Farrell, on the point of entering the house, overheard and turned. "Is that so? Why, I thought that gateway was in Kathiapur."

"I've heard of a Gateway of Swords in Kathiapur," Raikes admitted.
"Never been there, myself."

"Kathiapur?"

"A dead city, Mr. Amber, not far away—originally the capital of Khandawar. It's over there in the hills to the north, somewhere. Old Rao Rutton, founder of the old dynasty, got tired of the place and caused it to be depopulated, building Kuttarpur in its stead—I believe, to commemorate some victory or other. That sort of thing used to be quite the fashion in India, before we came." Raikes fell back, giving Amber precedence as they entered the Residency. "By the way, remind me, if you think of it, Colonel Farrell, to get after the telegraph-clerk to-morrow. There's a new man in charge—a Bengali babu—and I presume he's about as worthless as the run of his kind."

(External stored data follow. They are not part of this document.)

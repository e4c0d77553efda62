// Featured plugin list.
// The curated repositories shown when the catalog is opened without any search.

use std::sync::Arc;

use crate::github::Repository;

/// Built-in featured repositories, in display order.
pub const DEFAULT_FEATURED: &[&str] = &[
    "WordPress/performance",
    "WordPress/plugin-check",
    "WordPress/two-factor",
    "afragen/git-updater",
    "wp-graphql/wp-graphql",
    "humanmade/S3-Uploads",
    "WordPress/wordpress-importer",
    "WP-API/Basic-Auth",
];

/// Immutable, ordered list of `owner/name` identifiers.
#[derive(Debug, Clone)]
pub struct FeaturedList(Arc<[String]>);

impl FeaturedList {
    pub fn new<I, S>(repos: I) -> Self
    where
        I: IntoIterator<Item = S>,
        S: Into<String>,
    {
        Self(repos.into_iter().map(Into::into).collect())
    }

    /// Parse a comma separated override, falling back to the built-in list
    /// when it names no repositories.
    pub fn from_list(raw: Option<&str>) -> Self {
        let parsed: Vec<String> = raw
            .unwrap_or_default()
            .split(',')
            .map(str::trim)
            .filter(|s| !s.is_empty())
            .map(str::to_string)
            .collect();

        if parsed.is_empty() {
            Self::default()
        } else {
            Self::new(parsed)
        }
    }

    pub fn repos(&self) -> &[String] {
        &self.0
    }

    /// Search query matching any featured repository.
    pub fn search_query(&self) -> String {
        self.0
            .iter()
            .map(|repo| format!("repo:{}", repo))
            .collect::<Vec<_>>()
            .join(" ")
    }

    /// Arrange search results in featured order.
    ///
    /// Selects, for each featured identifier in turn, the first result whose
    /// `full_name` matches exactly. Featured repositories missing from the
    /// results are skipped and results outside the list are dropped.
    pub fn reorder(&self, items: Vec<Repository>) -> Vec<Repository> {
        let mut pool: Vec<Option<Repository>> = items.into_iter().map(Some).collect();
        let mut ordered = Vec::with_capacity(self.0.len());

        for featured in self.0.iter() {
            let found = pool.iter_mut().find(|slot| {
                slot.as_ref()
                    .is_some_and(|repo| repo.full_name == *featured)
            });
            if let Some(repo) = found.and_then(Option::take) {
                ordered.push(repo);
            }
        }

        ordered
    }
}

impl Default for FeaturedList {
    fn default() -> Self {
        Self::new(DEFAULT_FEATURED.iter().copied())
    }
}
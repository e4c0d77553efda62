// GitHub API module.
// Provides the client and types for the upstream GitHub REST API.

pub mod client;
pub mod endpoints;
pub mod types;

pub use client::{GITHUB_API_BASE, GitHubClient};
pub use types::*;
// Cache path utilities.
// Locates the cache directory and maps cache keys onto file names.

use std::path::{Path, PathBuf};

use directories::ProjectDirs;
use sha2::{Digest, Sha256};

/// Get the base cache directory (~/.cache/hubproxy on Linux).
pub fn cache_dir() -> Option<PathBuf> {
    ProjectDirs::from("", "", "hubproxy").map(|dirs| dirs.cache_dir().to_path_buf())
}

/// Directory holding key-value entries under a cache root.
pub fn entries_dir(root: &Path) -> PathBuf {
    root.join("kv")
}

/// Path to the file storing `key`.
///
/// Keys contain `:` and `/`, so the file name is the SHA-256 of the key
/// rather than a sanitized copy of it.
pub fn entry_path(root: &Path, key: &str) -> PathBuf {
    entries_dir(root).join(format!("{}.json", key_digest(key)))
}

fn key_digest(key: &str) -> String {
    let mut hasher = Sha256::new();
    hasher.update(key.as_bytes());
    hex::encode(hasher.finalize())
}
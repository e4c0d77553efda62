// Test support.
// An in-process mock of the GitHub API and an AppState wired to it.

use std::sync::atomic::{AtomicUsize, Ordering};
use std::sync::{Arc, Mutex};
use std::time::Duration;

use axum::{
    Router,
    body::{Body, to_bytes},
    extract::Request,
    http::{HeaderMap, HeaderValue, Method, StatusCode},
    middleware::{self, Next},
};
use serde_json::{Value, json};
use tower::ServiceExt;

use crate::cache::{CacheTier, CachedResponse, DEFAULT_TTL, Disabled, EdgeCache, KvCache, MemoryStore};
use crate::catalog::FeaturedList;
use crate::github::GitHubClient;
use crate::routes::{AppState, router};
use crate::tasks::BackgroundTasks;

pub const TEST_ORIGIN: &str = "https://hub2wp.com";

/// Mock GitHub API listening on an ephemeral local port.
pub struct MockUpstream {
    pub base_url: String,
    hits: Arc<AtomicUsize>,
    requests: Arc<Mutex<Vec<String>>>,
}

impl MockUpstream {
    pub async fn start(routes: Router) -> Self {
        let hits = Arc::new(AtomicUsize::new(0));
        let requests = Arc::new(Mutex::new(Vec::new()));

        let (counter, log) = (hits.clone(), requests.clone());
        let app = routes.layer(middleware::from_fn(move |req: Request, next: Next| {
            let (counter, log) = (counter.clone(), log.clone());
            async move {
                counter.fetch_add(1, Ordering::SeqCst);
                log.lock().unwrap().push(req.uri().to_string());
                next.run(req).await
            }
        }));

        let listener = tokio::net::TcpListener::bind("127.0.0.1:0").await.unwrap();
        let addr = listener.local_addr().unwrap();
        tokio::spawn(async move {
            axum::serve(listener, app).await.unwrap();
        });

        Self {
            base_url: format!("http://{}", addr),
            hits,
            requests,
        }
    }

    /// Number of requests the mock has served.
    pub fn hits(&self) -> usize {
        self.hits.load(Ordering::SeqCst)
    }

    /// Request URIs in arrival order.
    pub fn requests(&self) -> Vec<String> {
        self.requests.lock().unwrap().clone()
    }
}

/// State backed by the mock upstream and in-memory caches.
pub fn test_state(upstream: &MockUpstream, featured: FeaturedList, edge_cache: bool) -> AppState {
    let tasks = BackgroundTasks::new();
    let edge_tier: Arc<dyn CacheTier<CachedResponse>> = if edge_cache {
        Arc::new(MemoryStore::<CachedResponse>::new(64))
    } else {
        Arc::new(Disabled)
    };

    AppState {
        github: Arc::new(GitHubClient::new("test-token", &upstream.base_url, None).unwrap()),
        kv: KvCache::new(Arc::new(MemoryStore::<String>::new(64)), DEFAULT_TTL),
        edge: EdgeCache::new(edge_tier, Duration::from_secs(60), tasks.clone()),
        featured,
        allowed_origin: HeaderValue::from_static(TEST_ORIGIN),
        tasks,
    }
}

pub struct TestResponse {
    pub status: StatusCode,
    pub headers: HeaderMap,
    pub body: String,
}

impl TestResponse {
    pub fn json(&self) -> Value {
        serde_json::from_str(&self.body).unwrap()
    }

    pub fn cache_status(&self) -> Option<&str> {
        self.headers
            .get(crate::cache::edge::CACHE_STATUS_HEADER)
            .and_then(|v| v.to_str().ok())
    }
}

/// Drive one request through the full router.
pub async fn send(state: &AppState, method: Method, uri: &str) -> TestResponse {
    let request = axum::http::Request::builder()
        .method(method)
        .uri(uri)
        .body(Body::empty())
        .unwrap();
    let response = router(state.clone()).oneshot(request).await.unwrap();

    let status = response.status();
    let headers = response.headers().clone();
    let body = to_bytes(response.into_body(), usize::MAX).await.unwrap();

    TestResponse {
        status,
        headers,
        body: String::from_utf8(body.to_vec()).unwrap(),
    }
}

pub async fn get(state: &AppState, uri: &str) -> TestResponse {
    send(state, Method::GET, uri).await
}

/// Repository record as the GitHub API returns it.
pub fn repo_json(id: u64, full_name: &str, stars: u64) -> Value {
    let (owner, name) = full_name.split_once('/').unwrap();
    json!({
        "id": id,
        "node_id": format!("R_{}", id),
        "name": name,
        "full_name": full_name,
        "private": false,
        "owner": {
            "login": owner,
            "id": id + 1000,
            "avatar_url": format!("https://avatars.githubusercontent.com/u/{}", id + 1000),
            "html_url": format!("https://github.com/{}", owner),
            "type": "User"
        },
        "description": "A WordPress plugin",
        "html_url": format!("https://github.com/{}", full_name),
        "clone_url": format!("https://github.com/{}.git", full_name),
        "homepage": null,
        "stargazers_count": stars,
        "watchers_count": stars,
        "forks_count": 3,
        "open_issues_count": 1,
        "topics": ["wordpress-plugin"],
        "default_branch": "main",
        "created_at": "2023-05-01T10:00:00Z",
        "pushed_at": "2024-06-01T12:30:00Z"
    })
}

/// Headers GitHub sends when the quota is exhausted.
pub fn rate_limited_headers() -> [(&'static str, &'static str); 3] {
    [
        ("x-ratelimit-limit", "5000"),
        ("x-ratelimit-remaining", "0"),
        ("x-ratelimit-reset", "1700000000"),
    ]
}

Amber made a careful note of this information; he was curious about that babu.

In the drawing-room Raikes and Farrell impressed Clarkson for three-handed Bridge. Sophia did not care to play and Amber was ignorant of the game—a defect in his social education which he found no cause to regret, since it left him in undisputed attendance upon the girl.

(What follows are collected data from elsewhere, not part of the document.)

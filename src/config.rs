// Server configuration.
// Loaded once at startup from environment variables.

use std::path::PathBuf;
use std::time::Duration;

use crate::cache::{DEFAULT_TTL, paths};
use crate::error::{ProxyError, Result};
use crate::github::GITHUB_API_BASE;

const DEV_ORIGIN: &str = "http://localhost:8788";
const PROD_ORIGIN: &str = "https://hub2wp.com";

/// Backend used for the key-value tier.
#[derive(Debug, Clone, Copy, PartialEq, Eq)]
pub enum CacheBackend {
    Disk,
    Memory,
    Off,
}

impl CacheBackend {
    fn parse(raw: &str) -> Result<Self> {
        match raw.trim().to_ascii_lowercase().as_str() {
            "disk" => Ok(CacheBackend::Disk),
            "memory" => Ok(CacheBackend::Memory),
            "off" | "none" => Ok(CacheBackend::Off),
            other => Err(ProxyError::Config(format!("unknown CACHE_BACKEND: {}", other))),
        }
    }
}

/// Server configuration.
#[derive(Debug, Clone)]
pub struct Config {
    /// Port to listen on.
    pub port: u16,
    /// The single origin allowed by CORS.
    pub allowed_origin: String,
    /// GitHub token sent with every upstream call.
    pub github_token: String,
    /// GitHub REST API base URL.
    pub github_api_url: String,
    /// Optional per-call upstream timeout. Unset means calls may stall.
    pub upstream_timeout: Option<Duration>,
    pub cache_backend: CacheBackend,
    /// Directory for the disk cache.
    pub cache_dir: PathBuf,
    /// TTL for key-value entries.
    pub cache_ttl: Duration,
    pub edge_cache_enabled: bool,
    /// TTL for whole cached responses.
    pub edge_cache_ttl: Duration,
    /// Comma separated featured repositories, overriding the built-in list.
    pub featured_plugins: Option<String>,
}

impl Config {
    /// Load configuration from environment variables.
    pub fn from_env() -> Result<Self> {
        Self::from_lookup(|name| std::env::var(name).ok())
    }

    /// Load configuration from an arbitrary variable source.
    pub fn from_lookup(var: impl Fn(&str) -> Option<String>) -> Result<Self> {
        let number = |name: &str, default: u64| -> u64 {
            var(name)
                .and_then(|v| v.trim().parse().ok())
                .unwrap_or(default)
        };

        let github_token = var("GITHUB_PAT")
            .or_else(|| var("GITHUB_TOKEN"))
            .filter(|t| !t.trim().is_empty())
            .ok_or(ProxyError::MissingToken)?;

        let development = var("ENVIRONMENT").is_some_and(|env| env == "development");
        let allowed_origin = var("ALLOWED_ORIGIN").unwrap_or_else(|| {
            if development {
                DEV_ORIGIN.into()
            } else {
                PROD_ORIGIN.into()
            }
        });

        let cache_backend = match var("CACHE_BACKEND") {
            Some(raw) => CacheBackend::parse(&raw)?,
            None => CacheBackend::Disk,
        };

        let cache_dir = var("CACHE_DIR")
            .map(PathBuf::from)
            .or_else(paths::cache_dir)
            .unwrap_or_else(|| PathBuf::from("./.cache"));

        Ok(Self {
            port: var("PORT")
                .and_then(|v| v.trim().parse().ok())
                .unwrap_or(8787),
            allowed_origin,
            github_token,
            github_api_url: var("GITHUB_API_URL").unwrap_or_else(|| GITHUB_API_BASE.into()),
            upstream_timeout: var("UPSTREAM_TIMEOUT_SECS")
                .and_then(|v| v.trim().parse().ok())
                .map(Duration::from_secs),
            cache_backend,
            cache_dir,
            cache_ttl: Duration::from_secs(number("CACHE_TTL_SECS", DEFAULT_TTL.as_secs())),
            edge_cache_enabled: !var("EDGE_CACHE").is_some_and(|v| v.eq_ignore_ascii_case("off")),
            edge_cache_ttl: Duration::from_secs(number("EDGE_CACHE_TTL_SECS", 3600)),
            featured_plugins: var("FEATURED_PLUGINS"),
        })
    }
}

#[cfg(test)]
mod tests {
    use super::*;
    use std::collections::HashMap;

    fn load(vars: &[(&str, &str)]) -> Result<Config> {
        let vars: HashMap<String, String> = vars
            .iter()
            .map(|(k, v)| (k.to_string(), v.to_string()))
            .collect();
        Config::from_lookup(|name| vars.get(name).cloned())
    }

    #[test]
    fn test_missing_token_is_an_error() {
        assert!(matches!(load(&[]), Err(ProxyError::MissingToken)));
        assert!(matches!(load(&[("GITHUB_PAT", " ")]), Err(ProxyError::MissingToken)));
    }

    #[test]
    fn test_defaults() {
        let config = load(&[("GITHUB_PAT", "secret")]).unwrap();
        assert_eq!(config.port, 8787);
        assert_eq!(config.allowed_origin, PROD_ORIGIN);
        assert_eq!(config.github_api_url, GITHUB_API_BASE);
        assert_eq!(config.cache_backend, CacheBackend::Disk);
        assert_eq!(config.cache_ttl, DEFAULT_TTL);
        assert!(config.edge_cache_enabled);
        assert_eq!(config.upstream_timeout, None);
    }

    #[test]
    fn test_development_origin() {
        let config = load(&[("GITHUB_TOKEN", "secret"), ("ENVIRONMENT", "development")]).unwrap();
        assert_eq!(config.allowed_origin, DEV_ORIGIN);
        assert_eq!(config.github_token, "secret");
    }

    #[test]
    fn test_overrides() {
        let config = load(&[
            ("GITHUB_PAT", "secret"),
            ("ALLOWED_ORIGIN", "https://example.org"),
            ("CACHE_BACKEND", "Memory"),
            ("EDGE_CACHE", "off"),
            ("UPSTREAM_TIMEOUT_SECS", "15"),
            ("PORT", "9000"),
        ])
        .unwrap();
        assert_eq!(config.allowed_origin, "https://example.org");
        assert_eq!(config.cache_backend, CacheBackend::Memory);
        assert!(!config.edge_cache_enabled);
        assert_eq!(config.upstream_timeout, Some(Duration::from_secs(15)));
        assert_eq!(config.port, 9000);
    }

    #[test]
    fn test_unknown_backend_rejected() {
        let result = load(&[("GITHUB_PAT", "secret"), ("CACHE_BACKEND", "redis")]);
        assert!(matches!(result, Err(ProxyError::Config(_))));
    }
}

She had seated herself at a warped and discouraged piano, for which Raikes had already apologised; it was, he said, a legacy from a former Resident. For years its yellow keys had not known a woman's touch such as that to which they now responded with thin, cracked voices; the girl's fine, slender fingers wrung from them a plaintive, pathetic parody of melody. Amber stood over her with his arms folded on the top of the instrument, comfortably unconscious that his pose was copied from any number of sentimental photogravures and "art photographs." His temper was sentimental enough, for that matter; the woman was very sweet and beautiful in his eyes as she sat with her white, round arms flashing over the keyboard, her head bowed and her face a little averted, the long lashes low upon her cheeks and tremulous with a fathomless emotion. It was his thought that his time was momentarily becoming shorter, and that just now, more than ever, she was very distant from his arms, something inaccessible, too rare and delicate and fine for the rude possession of him who sighed for his own unworthiness.

Abruptly she brought both hands down upon the keys, educing a jangled, startled crash from the tortured wires, and swinging round, glanced up at Amber with quaint mirth trembling behind the veil of moisture in her misty eyes.

"India!" she cried, with a broken laugh: "India epitomised: a homesick, exiled woman trying to drag a song of Home from the broken heart of a crippled piano! That is an Englishwoman's India: it's our life, ever to strive and struggle and contrive to piece together out of makeshift odds and ends the atmosphere of Home!… It's suffocating in here. Come." She rose with a quick shrug of impatience, and led the way back to the gardens.

The table had been removed together with the chairs and candles; nothing remained to remind them of the hour just gone. The walks were clear of servants. Their only light came from the high arch of stars smitten to its zenith with pale, quivering waves of light from the moon invisible behind the hills. Below them the city hummed like a disturbed beehive. Somewhere afar a gentle hand was sweeping the strings of a zitar, sounding weird, sad chords. The perfumed languor of the night weighed heavily upon the senses, like the woven witchery of some age-old enchantment….

Pensive, the girl trained her long skirts heedlessly over the dew-drenched grasses, Amber at her side, himself speechless with an intangible, ineluctable, unreasoning sense of expectancy. Never, he told himself, had a lover's hour been more auspiciously timed or staged; and this was his hour, altogether his!… If only he might find the words of wooing to which his lips were strange! He dared not delay; to-morrow it might be too late; in the womb of the morrow a world of chances stirred—contingencies that might in a breath set them a world apart.

They found seats in the shadow of a pepul.

"You must be tired, Mr. Amber," she said. "Why don't you smoke?"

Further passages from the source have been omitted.